Here is what nobody is saying out loud about why this is happening. Distribution is becoming the real differentiator. VC money is commoditized. Who you take it from matters less than what you do with it. The smartest people in the room are aligned: GTM and marketing are the scarcest and most valuable functions in the AI age.
And the talent to fill that role is disappearing. With AI making it possible for one person to build what used to require a full team, the A players aren't looking for jobs anymore. They're starting companies. You're not competing with other startups for this person. You're competing with the option of them just doing it themselves.
At some point the answer becomes obvious. What I've always loved is being close to multiple founders at once, going deep on different problems, seeing the patterns across companies. As an employee that's impossible. With AI as the backbone, it's not.
But the tools are only part of it. The other part is something you can't build overnight.
Over ten years I've built something I didn't have a name for until recently.
A network of people who never show up in the credits. The creative directors who built the campaigns everyone in the industry studied and copied but who have no public profile. The growth operators who took companies from zero to category but who prefer the work to the attention. The brand architects, the viral engineers, the community builders who are behind some of the most culturally significant things that happened on the internet in the last decade, and who are not wasting their time posting cringe takes on Twitter.
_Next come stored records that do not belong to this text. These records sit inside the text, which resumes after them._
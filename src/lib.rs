#![cfg_attr(not(test), no_std)]

pub mod board;
pub mod button;
pub mod detector;
pub mod dispatcher;
pub mod error;
pub mod event;
pub mod handler;
pub mod level;
pub mod poll;
pub mod queue;
pub mod registry;

pub use board::{Board, ButtonConfig, KEY_COUNT, KEY_LAYOUT, PinConfigError, Port, PortPin};
pub use button::Button;
pub use detector::{Detector, EdgeDetector};
pub use dispatcher::HandlerRef;
pub use error::{Error, Result};
pub use event::{ButtonEvent, ButtonState, EventSelector};
pub use handler::{ButtonHandler, EVENT_LOGGER, EventContext, EventLogger};
pub use level::{Level, LevelSource};
pub use poll::{
    DEFAULT_POLL_INTERVAL, MAX_POLL_INTERVAL, MIN_POLL_INTERVAL, PollResult, PollScheduler,
};
pub use queue::{EventQueue, EventReceiver, QueuedEvent};
pub use registry::ButtonRegistry;

pub use embassy_time::{Duration, Instant};
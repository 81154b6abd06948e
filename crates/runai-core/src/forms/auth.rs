use super::{is_valid_input_char, FormError};

/// Maximum length for email input (RFC 5321 path limit)
const MAX_EMAIL_LENGTH: usize = 254;

/// Maximum length for password input.
/// 128 chars accommodates password managers and passphrases.
const MAX_PASSWORD_LENGTH: usize = 128;

/// Check if an email character should be accepted
pub fn can_add_email_char(current_len: usize, c: char) -> bool {
    current_len < MAX_EMAIL_LENGTH && is_valid_input_char(c)
}

/// Check if a password character should be accepted
pub fn can_add_password_char(current_len: usize, c: char) -> bool {
    current_len < MAX_PASSWORD_LENGTH && is_valid_input_char(c)
}

/// Which exchange the form submits to
#[derive(Debug, Clone, Copy, PartialEq, Eq)]
pub enum AuthMode {
    Login,
    Register,
}

#[derive(Debug, Clone, Copy, PartialEq, Eq)]
pub enum AuthFocus {
    Email,
    Password,
    Submit,
}

/// Login / registration form state
#[derive(Debug, Clone)]
pub struct AuthForm {
    pub email: String,
    pub password: String,
    pub mode: AuthMode,
    pub focus: AuthFocus,
    pub error: Option<String>,
    /// Set while an exchange is outstanding; the submit control is disabled
    pub submitting: bool,
}

impl AuthForm {
    /// Fresh form, optionally pre-filled with the last email used
    pub fn new(last_email: Option<String>) -> Self {
        let email = last_email.unwrap_or_default();
        let focus = if email.is_empty() {
            AuthFocus::Email
        } else {
            AuthFocus::Password
        };
        Self {
            email,
            password: String::new(),
            mode: AuthMode::Login,
            focus,
            error: None,
            submitting: false,
        }
    }

    /// Type a character into the focused field. Returns false if rejected.
    pub fn push_char(&mut self, c: char) -> bool {
        match self.focus {
            AuthFocus::Email if can_add_email_char(self.email.chars().count(), c) => {
                self.email.push(c);
                true
            }
            AuthFocus::Password if can_add_password_char(self.password.chars().count(), c) => {
                self.password.push(c);
                true
            }
            _ => false,
        }
    }

    pub fn pop_char(&mut self) {
        match self.focus {
            AuthFocus::Email => {
                self.email.pop();
            }
            AuthFocus::Password => {
                self.password.pop();
            }
            AuthFocus::Submit => {}
        }
    }

    pub fn focus_next(&mut self) {
        self.focus = match self.focus {
            AuthFocus::Email => AuthFocus::Password,
            AuthFocus::Password => AuthFocus::Submit,
            AuthFocus::Submit => AuthFocus::Email,
        };
    }

    pub fn focus_prev(&mut self) {
        self.focus = match self.focus {
            AuthFocus::Email => AuthFocus::Submit,
            AuthFocus::Password => AuthFocus::Email,
            AuthFocus::Submit => AuthFocus::Password,
        };
    }

    /// Switch between logging in and creating an account
    pub fn toggle_mode(&mut self) {
        self.mode = match self.mode {
            AuthMode::Login => AuthMode::Register,
            AuthMode::Register => AuthMode::Login,
        };
        self.error = None;
    }

    /// Validated (email, password) pair ready to send
    pub fn credentials(&self) -> Result<(String, String), FormError> {
        let email = self.email.trim();
        if email.is_empty() || self.password.is_empty() {
            return Err(FormError::EmptyCredentials);
        }
        Ok((email.to_string(), self.password.clone()))
    }

    pub fn can_submit(&self) -> bool {
        !self.submitting && self.credentials().is_ok()
    }

    /// Mark the exchange as started; fails (and records the error) if the
    /// form is incomplete or already submitting.
    pub fn begin_submit(&mut self) -> Result<(String, String), FormError> {
        match self.credentials() {
            Ok(credentials) => {
                self.error = None;
                self.submitting = true;
                Ok(credentials)
            }
            Err(e) => {
                self.error = Some(e.to_string());
                Err(e)
            }
        }
    }

    /// Record the outcome of an exchange
    pub fn finish_submit(&mut self, error: Option<String>) {
        self.submitting = false;
        match error {
            Some(message) => self.error = Some(message),
            None => {
                self.error = None;
                self.password.clear();
            }
        }
    }

    pub fn title(&self) -> &'static str {
        match self.mode {
            AuthMode::Login => "Log in to RUN AI",
            AuthMode::Register => "Create your account",
        }
    }

    pub fn submit_label(&self) -> &'static str {
        match self.mode {
            AuthMode::Login => "Log in",
            AuthMode::Register => "Sign up",
        }
    }

    pub fn toggle_hint(&self) -> &'static str {
        match self.mode {
            AuthMode::Login => "No account yet? Ctrl+R to sign up",
            AuthMode::Register => "Already registered? Ctrl+R to log in",
        }
    }
}

#[cfg(test)]
mod tests {
    use super::*;

    #[test]
    fn test_can_add_email_char() {
        assert!(can_add_email_char(0, 'a'));
        assert!(can_add_email_char(253, '@'));
        assert!(!can_add_email_char(254, 'a'));
        assert!(!can_add_email_char(0, '\n'));
        assert!(!can_add_email_char(0, '\t'));
    }

    #[test]
    fn test_can_add_password_char() {
        assert!(can_add_password_char(0, 'a'));
        assert!(can_add_password_char(127, '!'));
        assert!(!can_add_password_char(128, 'a'));
        assert!(!can_add_password_char(0, '\x00'));
    }

    #[test]
    fn test_new_focuses_password_when_prefilled() {
        assert_eq!(AuthForm::new(None).focus, AuthFocus::Email);
        let form = AuthForm::new(Some("a@b.com".to_string()));
        assert_eq!(form.focus, AuthFocus::Password);
        assert_eq!(form.email, "a@b.com");
    }

    #[test]
    fn test_empty_fields_rejected() {
        let mut form = AuthForm::new(None);
        assert!(!form.can_submit());
        assert_eq!(form.begin_submit(), Err(FormError::EmptyCredentials));
        assert_eq!(form.error.as_deref(), Some("Please fill in all fields."));
        assert!(!form.submitting);

        form.email = "   ".to_string();
        form.password = "secret".to_string();
        assert_eq!(form.credentials(), Err(FormError::EmptyCredentials));
    }

    #[test]
    fn test_submit_lifecycle() {
        let mut form = AuthForm::new(Some(" a@b.com ".to_string()));
        form.password = "secret".to_string();

        let (email, password) = form.begin_submit().unwrap();
        assert_eq!(email, "a@b.com");
        assert_eq!(password, "secret");
        assert!(form.submitting);
        assert!(!form.can_submit());

        form.finish_submit(Some("Invalid credentials".to_string()));
        assert!(!form.submitting);
        assert_eq!(form.error.as_deref(), Some("Invalid credentials"));
        assert_eq!(form.password, "secret");

        form.begin_submit().unwrap();
        form.finish_submit(None);
        assert!(form.password.is_empty());
        assert!(form.error.is_none());
    }

    #[test]
    fn test_typing_follows_focus() {
        let mut form = AuthForm::new(None);
        assert!(form.push_char('a'));
        form.focus_next();
        assert!(form.push_char('x'));
        form.focus_next();
        assert!(!form.push_char('z'));
        form.focus_prev();
        form.pop_char();

        assert_eq!(form.email, "a");
        assert!(form.password.is_empty());
    }

    #[test]
    fn test_toggle_mode_clears_error() {
        let mut form = AuthForm::new(None);
        form.error = Some("boom".to_string());
        form.toggle_mode();
        assert_eq!(form.mode, AuthMode::Register);
        assert!(form.error.is_none());
        assert_eq!(form.submit_label(), "Sign up");
        form.toggle_mode();
        assert_eq!(form.mode, AuthMode::Login);
    }
}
We are not influencers. We are not thought leaders. We do not jester for everyone's entertainment online. We do the dirty work, the details that make things brilliant, clever, and memorable. We are the puppeteers. We control what goes viral and what becomes culturally relevant. And most of the world has no idea who we are.
I refer to my network as the Internet's Illuminati.
I've spent a decade in rooms with these people. Learning from them, being shaped by how they think, building my own frameworks from everything they taught me. That compounded understanding is what I'm bringing to my next thing.
We are building the AI-native GTM co-founder firm. Two people. My brother and I. The narrative weapon and the operator who operationalizes it. Four companies at a time. We take equity. We only say yes to founders we'd be proud to be shareholders in.
We're calling it Indelible. The window is shorter than you think.